Endogeneity

Last updated on Oct 29, 2021

Instrumental Variables

Endogeneity

We say that there is endogeneity in the linear regression model if $\mathbb E[x_i \varepsilon_i] \neq 0$.

The random vector $z_i$ is an instrumental variable in the linear regression model if the following conditions are met.

  • Exclusion restriction: the instruments are uncorrelated with the regression error $$ \mathbb E_n[z_i \varepsilon_i] = 0 $$ almost surely, i.e. with probability $p \to 1$.
  • Rank condition: no linearly redundant instruments $$ \mathbb E_n[z_i z_i’] \neq 0 $$ almost surely, i.e. with probability $p \to 1$.
  • Relevance condition (need $L > K$): $$ rank \ (\mathbb E_n[z_i x_i’]) = K $$ almost surely, i.e. with probability $p \to 1$.

IV and 2SLS

Let $K = dim(x_i)$ and $L = dim(z_i)$. We say that the model is just-identified if $L = K$ (method: IV) and over-identified if $L > K$ (method: 2SLS).

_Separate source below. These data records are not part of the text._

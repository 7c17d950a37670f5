mod blocks;
mod commands;
mod config;
mod diagnosis;
mod diagnostics;
mod diagram;
mod error;
mod export;
mod info;
mod inline;
mod page;
mod rules;
mod scanner;
mod seo;
mod styles;
mod types;
mod watch;

use std::path::{Path, PathBuf};
use std::process::ExitCode;

use clap::{Parser, Subcommand};

use crate::commands::{ExportRequest, PageFormat, ScoreRequest};
use crate::types::Platform;

/// Environment variable holding the log filter.
const LOG_ENV: &str = "BLOGPORT_LOG";

#[derive(Parser)]
#[command(name = "blogport", version, about = "Markdown blog posts to platform-styled HTML, with SEO scoring")]
struct Cli {
    #[command(subcommand)]
    command: Commands,
    /// Log debug output to stderr (`BLOGPORT_LOG` overrides)
    #[arg(short, long, global = true)]
    verbose: bool,
}

#[derive(Subcommand)]
enum Commands {
    /// Export every configured post to a directory
    Batch {
        /// Output directory
        #[arg(long, default_value = "dist")]
        out_dir: PathBuf,
        /// Target platform (defaults to the config, then naver)
        #[arg(long, value_enum)]
        platform: Option<Platform>,
    },
    /// Print the render tree of a post as JSON
    Blocks {
        /// Markdown post
        file: PathBuf,
    },
    /// Render a post as inline-styled HTML for one platform
    Export {
        /// Markdown post
        file: PathBuf,
        /// Header image: URL, data URI or local image file
        #[arg(long)]
        header_image: Option<String>,
        /// Print HTML and the markdown fallback as JSON
        #[arg(long)]
        json: bool,
        /// Write to this file instead of stdout
        #[arg(long)]
        out: Option<PathBuf>,
        /// Target platform (defaults to the config, then naver)
        #[arg(long, value_enum)]
        platform: Option<Platform>,
        /// Post title (defaults to the first `# ` heading, then the file name)
        #[arg(long)]
        title: Option<String>,
    },
    /// Output comprehensive reference for humans and LLM agents
    Info {
        /// Output as JSON instead of markdown
        #[arg(long)]
        json: bool,
    },
    /// Write a standalone HTML page, markdown file or plain text
    Page {
        /// Markdown post
        file: PathBuf,
        /// Output format
        #[arg(long, value_enum, default_value = "html")]
        format: PageFormat,
        /// Write to this file instead of stdout
        #[arg(long)]
        out: Option<PathBuf>,
        /// Post title
        #[arg(long)]
        title: Option<String>,
    },
    /// Score a post for SEO (exit 1 when below `fail_below`)
    Score {
        /// Markdown post
        file: PathBuf,
        /// Print the report as JSON
        #[arg(long)]
        json: bool,
        /// Target keyword
        #[arg(long, default_value = "")]
        keyword: String,
        /// JSON file with deep-analysis suggestions
        #[arg(long)]
        suggestions: Option<PathBuf>,
        /// Post title
        #[arg(long)]
        title: Option<String>,
    },
    /// Re-export a post whenever it changes
    Watch {
        /// Markdown post
        file: PathBuf,
        /// Output HTML file
        #[arg(long)]
        out: PathBuf,
        /// Target platform (defaults to the config, then naver)
        #[arg(long, value_enum)]
        platform: Option<Platform>,
    },
}

/// Install the stderr log subscriber.
fn init_logging(verbose: bool) {
    let default_level = if verbose { "debug" } else { "warn" };
    let filter = tracing_subscriber::EnvFilter::try_from_env(LOG_ENV)
        .unwrap_or_else(|_err| return tracing_subscriber::EnvFilter::new(default_level));
    let _ = tracing_subscriber::fmt()
        .with_env_filter(filter)
        .with_writer(std::io::stderr)
        .with_target(false)
        .try_init();
}

#[tokio::main]
async fn main() -> ExitCode {
    let cli = Cli::parse();
    init_logging(cli.verbose);

    return match run(cli.command).await {
        Err(e) => {
            diagnostics::print_error(&e);
            ExitCode::from(3)
        },
        Ok(code) => code,
    };
}

/// Dispatch a subcommand.
///
/// # Errors
///
/// Returns whatever the subcommand returns; `main` renders it.
async fn run(command: Commands) -> Result<ExitCode, error::Error> {
    let root = Path::new(".");

    match command {
        Commands::Batch { out_dir, platform } => {
            let config = config::Config::load(root)?;
            return commands::batch(root, platform, &out_dir, &config).await;
        },
        Commands::Blocks { file } => commands::blocks(&file)?,
        Commands::Export { file, header_image, json, out, platform, title } => {
            let config = config::Config::load(root)?;
            let request = ExportRequest {
                file: &file,
                header_image: header_image.as_deref(),
                json,
                out: out.as_deref(),
                platform,
                title: title.as_deref(),
            };
            commands::export(&request, &config).await?;
        },
        Commands::Info { json } => commands::info(json),
        Commands::Page { file, format, out, title } => {
            commands::page(&file, title.as_deref(), format, out.as_deref())?;
        },
        Commands::Score { file, json, keyword, suggestions, title } => {
            let config = config::Config::load(root)?;
            let request = ScoreRequest {
                file: &file,
                json,
                keyword: &keyword,
                suggestions: suggestions.as_deref(),
                title: title.as_deref(),
            };
            return commands::score(&request, &config);
        },
        Commands::Watch { file, out, platform } => {
            let config = config::Config::load(root)?;
            let platform = commands::resolve_platform(platform, &config);
            watch::run(&file, platform, &out, &config).await?;
        },
    }

    return Ok(ExitCode::SUCCESS);
}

Assume $z_i$ satisfies the instrumental variable assumptions above and $dim(z_i) = dim(x_i)$, then the instrumental variables (IV) estimator $\hat{\beta} _ {IV}$ is given by $$ \begin{aligned} \hat{\beta} _ {IV} &= \mathbb E_n[z_i x_i’]^{-1} \mathbb E_n[z_i y_i] = \newline &= \left( \frac{1}{n} \sum _ {i=1}^n z_i x_i\right)^{-1} \left( \frac{1}{n} \sum _ {i=1}^n z_i y_i\right) = \newline &= (Z’X)^{-1} (Z’y) \end{aligned} $$

Assume $z_i$ satisfies the instrumental variable assumptions above and $dim(z_i) > dim(x_i)$, then the two-stage-least squares (2SLS) estimator $\hat{\beta} _ {2SLS}$ is given by $$ \hat{\beta} _ {2SLS} = \Big( X’Z (Z’Z)^{-1} Z’X \Big)^{-1} \Big( X’Z (Z’Z)^{-1} Z’y \Big) $$ Where $\hat{x}_i$ is the predicted $x_i$ from the first stage regression of $x_i$ on $z_i$. This is equivalent to the IV estimator using $\hat{x}_i$ as an instrument for $x_i$.

2SLS Algebra

  • The estimator is called two-stage-least squares since it can be rewritten as an IV estimator that uses $\hat{X}$ as instrument: $$ \begin{aligned} \hat{\beta} _ {\text{2SLS}} &= \Big( X’Z (Z’Z)^{-1} Z’X \Big)^{-1} \Big( X’Z (Z’Z)^{-1} Z’y \Big) = \newline &= (\hat{X}’ X)^{-1} \hat{X}’ y = \newline &= \mathbb E_n[\hat{x}_i x_i’]^{-1} \mathbb E_n[\hat{x}_i y_i] \end{aligned} $$

  • Moreover it can be rewritten as $$ \begin{aligned} \hat{\beta} _ {\text{2SLS}} &= (\hat{X}’ X)^{-1} \hat{X}’ y = \newline &= (X’ P_Z X)^{-1} X’ P_Z y = \newline &= (X’ P_Z P_Z X)^{-1} X’ P_Z y = \newline &= (\hat{X}’ \hat{X})^{-1} \hat{X}’ y = \newline &= \mathbb E_n [\hat{x}_i \hat{x}_i]^{-1} \mathbb E_n[\hat{x}_i y_i] \end{aligned} $$

Rule of Thumb

How to the test the relevance condition? Rule of thumb: $F$-test in the first stage $>10$ (joint test on $z_i$).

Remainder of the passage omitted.